*Task item*: The entries shown below should be output exactly as they appear.

Data extract below:

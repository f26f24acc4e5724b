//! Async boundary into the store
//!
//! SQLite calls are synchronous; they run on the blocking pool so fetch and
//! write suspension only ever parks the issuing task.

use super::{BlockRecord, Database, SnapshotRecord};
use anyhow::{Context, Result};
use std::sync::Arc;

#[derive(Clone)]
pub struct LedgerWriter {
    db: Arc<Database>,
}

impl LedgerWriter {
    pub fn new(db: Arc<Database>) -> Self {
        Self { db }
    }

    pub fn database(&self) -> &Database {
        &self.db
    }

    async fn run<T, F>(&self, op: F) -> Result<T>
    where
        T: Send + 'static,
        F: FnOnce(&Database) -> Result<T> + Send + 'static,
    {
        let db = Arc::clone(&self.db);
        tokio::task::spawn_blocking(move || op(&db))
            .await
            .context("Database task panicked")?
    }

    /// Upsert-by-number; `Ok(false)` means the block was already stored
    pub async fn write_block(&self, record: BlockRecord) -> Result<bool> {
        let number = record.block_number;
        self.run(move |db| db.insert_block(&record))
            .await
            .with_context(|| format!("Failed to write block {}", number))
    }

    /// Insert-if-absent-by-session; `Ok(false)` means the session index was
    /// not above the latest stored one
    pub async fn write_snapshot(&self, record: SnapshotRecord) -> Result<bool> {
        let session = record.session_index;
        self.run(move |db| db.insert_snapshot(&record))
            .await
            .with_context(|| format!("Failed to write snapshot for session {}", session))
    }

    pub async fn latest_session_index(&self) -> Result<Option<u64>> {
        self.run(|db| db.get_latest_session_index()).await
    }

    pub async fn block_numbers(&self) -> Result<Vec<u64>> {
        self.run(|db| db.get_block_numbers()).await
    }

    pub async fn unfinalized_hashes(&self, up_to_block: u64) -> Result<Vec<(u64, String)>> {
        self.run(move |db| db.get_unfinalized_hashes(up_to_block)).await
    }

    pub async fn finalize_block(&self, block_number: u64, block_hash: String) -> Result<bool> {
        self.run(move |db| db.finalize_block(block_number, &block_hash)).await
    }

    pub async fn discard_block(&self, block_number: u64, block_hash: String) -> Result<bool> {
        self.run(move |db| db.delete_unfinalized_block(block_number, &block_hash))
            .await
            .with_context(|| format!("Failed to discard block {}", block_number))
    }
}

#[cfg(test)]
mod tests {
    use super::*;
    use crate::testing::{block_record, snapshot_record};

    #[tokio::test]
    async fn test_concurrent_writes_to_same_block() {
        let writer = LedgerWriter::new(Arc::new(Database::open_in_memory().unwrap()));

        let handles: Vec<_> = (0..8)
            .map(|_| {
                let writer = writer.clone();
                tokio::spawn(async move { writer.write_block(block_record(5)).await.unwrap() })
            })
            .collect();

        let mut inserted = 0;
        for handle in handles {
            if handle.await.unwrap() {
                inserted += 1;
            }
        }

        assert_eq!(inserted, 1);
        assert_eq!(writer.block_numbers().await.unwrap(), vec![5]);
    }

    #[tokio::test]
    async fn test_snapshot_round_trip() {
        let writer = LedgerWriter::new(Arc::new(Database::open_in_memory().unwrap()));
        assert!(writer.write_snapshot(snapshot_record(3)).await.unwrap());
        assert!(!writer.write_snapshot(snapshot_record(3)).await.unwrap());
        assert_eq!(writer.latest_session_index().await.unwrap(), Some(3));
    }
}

End of Data extract.

*Written response*:
repository f26f24acc4e5724b
//! Async boundary into the store
//!
//! SQLite calls are synchronous; they run on the blocking pool so fetch and
//! write suspension only ever parks the issuing task.

use super::{BlockRecord, Database, SnapshotRecord};
use anyhow::{Context, Result};
use std::sync::Arc;

#[derive(Clone)]
pub struct LedgerWriter {
    db: Arc<Database>,
}

impl LedgerWriter {
    pub fn new(db: Arc<Database>) -> Self {
        Self { db }
    }

    pub fn database(&self) -> &Database {
        &self.db
    }

    async fn run<T, F>(&self, op: F) -> Result<T>
    where
        T: Send + 'static,
        F: FnOnce(&Database) -> Result<T> + Send + 'static,
    {
        let db = Arc::clone(&self.db);
        tokio::task::spawn_blocking(move || op(&db))
            .await
            .context("Database task panicked")?
    }

    /// Upsert-by-number; `Ok(false)` means the block was already stored
    pub async fn write_block(&self, record: BlockRecord) -> Result<bool> {
        let number = record.block_number;
        self.run(move |db| db.insert_block(&record))
            .await
            .with_context(|| format!("Failed to write block {}", number))
    }

    /// Insert-if-absent-by-session; `Ok(false)` means the session index was
    /// not above the latest stored one
    pub async fn write_snapshot(&self, record: SnapshotRecord) -> Result<bool> {
        let session = record.session_index;
        self.run(move |db| db.insert_snapshot(&record))
            .await
            .with_context(|| format!("Failed to write snapshot for session {}", session))
    }

    pub async fn latest_session_index(&self) -> Result<Option<u64>> {
        self.run(|db| db.get_latest_session_index()).await
    }

    pub async fn block_numbers(&self) -> Result<Vec<u64>> {
        self.run(|db| db.get_block_numbers()).await
    }

    pub async fn unfinalized_hashes(&self, up_to_block: u64) -> Result<Vec<(u64, String)>> {
        self.run(move |db| db.get_unfinalized_hashes(up_to_block)).await
    }

    pub async fn finalize_block(&self, block_number: u64, block_hash: String) -> Result<bool> {
        self.run(move |db| db.finalize_block(block_number, &block_hash)).await
    }

    pub async fn discard_block(&self, block_number: u64, block_hash: String) -> Result<bool> {
        self.run(move |db| db.delete_unfinalized_block(block_number, &block_hash))
            .await
            .with_context(|| format!("Failed to discard block {}", block_number))
    }
}

#[cfg(test)]
mod tests {
    use super::*;
    use crate::testing::{block_record, snapshot_record};

    #[tokio::test]
    async fn test_concurrent_writes_to_same_block() {
        let writer = LedgerWriter::new(Arc::new(Database::open_in_memory().unwrap()));

        let handles: Vec<_> = (0..8)
            .map(|_| {
                let writer = writer.clone();
                tokio::spawn(async move { writer.write_block(block_record(5)).await.unwrap() })
            })
            .collect();

        let mut inserted = 0;
        for handle in handles {
            if handle.await.unwrap() {
                inserted += 1;
            }
        }

        assert_eq!(inserted, 1);
        assert_eq!(writer.block_numbers().await.unwrap(), vec![5]);
    }

    #[tokio::test]
    async fn test_snapshot_round_trip() {
        let writer = LedgerWriter::new(Arc::new(Database::open_in_memory().unwrap()));
        assert!(writer.write_snapshot(snapshot_record(3)).await.unwrap());
        assert!(!writer.write_snapshot(snapshot_record(3)).await.unwrap());
        assert_eq!(writer.latest_session_index().await.unwrap(), Some(3));
    }
}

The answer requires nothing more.